Under what circumstances? There are situations - torture, seduction, a particular way of asking the question - that can make any brain give any answer. Defining "non-coercive yet informative questioning" about a piece of software (a simulated brain) is... hard. AI hard, as some people phrase it.
Why would that .be more of a problem for an AI than a human?
? The point is that having a simulated brain and saying "do what this brain approves of" does not make the AI safe, as defining the circumstance in which the approval is acceptable is a hard problem.
This is a problem for us controlling an AI, not a problem for the AI.
I still don't get it. We assume acceptability by default. We don't constantly stop and ask "Was that extracted under torture".
I do not understand your question. It was suggested that an AI run a simulated brain, and ask the brain for approval for doing its action.
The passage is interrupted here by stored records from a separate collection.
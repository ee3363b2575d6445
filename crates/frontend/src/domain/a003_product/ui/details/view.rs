use crate::shared::format::{format_calories, format_grams};
use crate::shared::icons::icon;
use contracts::domain::a003_product::aggregate::ProductDetails;
use leptos::prelude::*;

#[component]
pub fn ProductDetailsView(details: ProductDetails) -> impl IntoView {
    let ProductDetails {
        name,
        description,
        technology_note,
        weight,
        nutrition,
        composition_lines,
        image_url,
        certificate_url,
        instagram_url,
    } = details;

    let image = image_url.map(|src| {
        let alt = name.clone();
        view! {
            <div class="modal-img-wrap">
                <img class="modal-img" src=src alt=alt />
            </div>
        }
    });

    let technology = technology_note.map(|note| {
        view! {
            <div class="modal-tech">
                <strong>"Технология:"</strong>
                <br />
                {note}
            </div>
        }
    });

    let composition = (!composition_lines.is_empty()).then(|| {
        view! {
            <div class="composition-block">
                <h4>"Состав"</h4>
                <ul class="composition-list">
                    {composition_lines
                        .into_iter()
                        .map(|line| view! { <li>{line}</li> })
                        .collect_view()}
                </ul>
            </div>
        }
    });

    let certificate = certificate_url.map(|href| {
        view! {
            <div class="modal-cert">
                <a href=href target="_blank" rel="noopener" class="cert-link">
                    <span class="cert-icon">{icon("certificate")}</span>
                    <span class="cert-text">"Сертификат качества"</span>
                </a>
            </div>
        }
    });

    let instagram = instagram_url.map(|href| {
        view! {
            <a href=href target="_blank" rel="noopener" class="instagram-link">
                "Instagram"
            </a>
        }
    });

    view! {
        {image}
        <h2 class="modal-name">{name}</h2>
        <p class="modal-desc">{description}</p>
        {technology}
        <div class="macro-block">
            <div class="macro-weight">
                <span class="macro-label">"Вес"</span>
                <span class="macro-value">{weight}</span>
            </div>
            <div class="macro-grid">
                <div class="macro-item">
                    <span class="macro-label">"Калории"</span>
                    <span class="macro-value">{format_calories(nutrition.calories)}</span>
                </div>
                <div class="macro-item">
                    <span class="macro-label">"Белки"</span>
                    <span class="macro-value">{format_grams(nutrition.proteins)}</span>
                </div>
                <div class="macro-item">
                    <span class="macro-label">"Жиры"</span>
                    <span class="macro-value">{format_grams(nutrition.fats)}</span>
                </div>
                <div class="macro-item">
                    <span class="macro-label">"Углеводы"</span>
                    <span class="macro-value">{format_grams(nutrition.carbs)}</span>
                </div>
            </div>
        </div>
        {composition}
        {certificate}
        {instagram}
    }
}

/// Показывается вместо содержимого, если детали не загрузились
#[component]
pub fn ProductLoadError() -> impl IntoView {
    view! {
        <h2 class="modal-name">"Ошибка"</h2>
        <p class="modal-desc">"Не удалось загрузить данные."</p>
    }
}
pub mod handlers;
pub mod routes;
pub mod shared;

#[tokio::main]
async fn main() -> anyhow::Result<()> {
    use axum::body::Body;
    use axum::http::{header, Method, Request};
    use axum::middleware::{self, Next};
    use axum::response::Response;
    use std::sync::Arc;
    use tokio::net::TcpListener;
    use tower_http::cors::{Any, CorsLayer};
    use tower_http::services::{ServeDir, ServeFile};
    use tracing_subscriber::{layer::SubscriberExt, util::SubscriberInitExt};

    // Создаем директорию для логов
    let log_dir = std::path::Path::new("target").join("logs");
    std::fs::create_dir_all(&log_dir)?;

    let log_file_path = log_dir.join("backend.log");
    let log_file = std::fs::OpenOptions::new()
        .create(true)
        .append(true)
        .open(log_file_path)?;

    tracing_subscriber::registry()
        .with(tracing_subscriber::EnvFilter::new(
            std::env::var("RUST_LOG").unwrap_or_else(|_| "info,tower_http=warn".into()),
        ))
        .with(tracing_subscriber::fmt::layer())
        .with(
            tracing_subscriber::fmt::layer()
                .with_writer(Arc::new(log_file))
                .with_ansi(false),
        )
        .init();

    // Простой middleware для логирования запросов
    async fn request_logger(req: Request<Body>, next: Next) -> Response {
        use chrono::Local;

        let start = std::time::Instant::now();
        let method = req.method().clone();
        let uri = req.uri().clone();

        let response = next.run(req).await;

        let size = response
            .headers()
            .get(header::CONTENT_LENGTH)
            .and_then(|v| v.to_str().ok())
            .unwrap_or("-")
            .to_string();
        let status = response.status().as_u16();
        let duration = start.elapsed();

        // Голубой для 2xx, коричневый для остальных
        let color_code = if (200..300).contains(&status) { "36" } else { "33" };

        println!(
            "\x1b[{}m{}\x1b[0m | {:>5}ms | {:>10} | {} {:>6} {}",
            color_code,
            Local::now().format("%H:%M:%S"),
            duration.as_millis(),
            size,
            status,
            method,
            uri.path()
        );
        tracing::debug!(%method, path = uri.path(), status, "request handled");

        response
    }

    let config = shared::config::load_config()?;

    let catalog_path = shared::config::resolve_path(&config.catalog.path);
    let catalog = shared::catalog::Catalog::load(&catalog_path)?;
    tracing::info!(
        "Catalog loaded from {}: {} products, {} certificates, {} gallery images",
        catalog_path.display(),
        catalog.products().len(),
        catalog.certificates().len(),
        catalog.gallery().len()
    );

    let dist_dir = shared::config::resolve_path(&config.static_files.dist_dir);
    let media_dir = shared::config::resolve_path(&config.static_files.media_dir);

    let cors = CorsLayer::new()
        .allow_origin(Any)
        .allow_methods([Method::GET, Method::OPTIONS])
        .allow_headers([header::CONTENT_TYPE, header::ACCEPT]);

    // Неизвестные пути отдаём index.html: маршрутизацией занимается фронтенд
    let frontend = ServeDir::new(&dist_dir).not_found_service(ServeFile::new(dist_dir.join("index.html")));

    let app = routes::configure_routes(handlers::AppState::new(catalog))
        .nest_service("/media", ServeDir::new(&media_dir))
        .fallback_service(frontend)
        .layer(cors)
        .layer(middleware::from_fn(request_logger));

    let addr = config.socket_addr()?;
    tracing::info!("Listening on http://{}", addr);
    let listener = TcpListener::bind(addr).await?;
    axum::serve(listener, app).await?;

    Ok(())
}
My point was that "ask the brain for approval" is a complicated thing to define, and puts no real limits on what the AI can do unless we define it properly.
Ok. You are assuming the superintelligent .AI will pose the question in a dumb way?
No, I am assuming the superintelligent AI will pose the question in the way it will get the answer it prefers to get.
Oh, you're assuming it's malicious. In order to prove...?
No, not assuming it's malicious.
I'm assuming that it has some sort of programming along the lines of "optimise X, subject to the constraint that uploaded brain B must approve your decisions."
Then it will use the most twisted definition of "approve" that it can find, in order to best optimise X.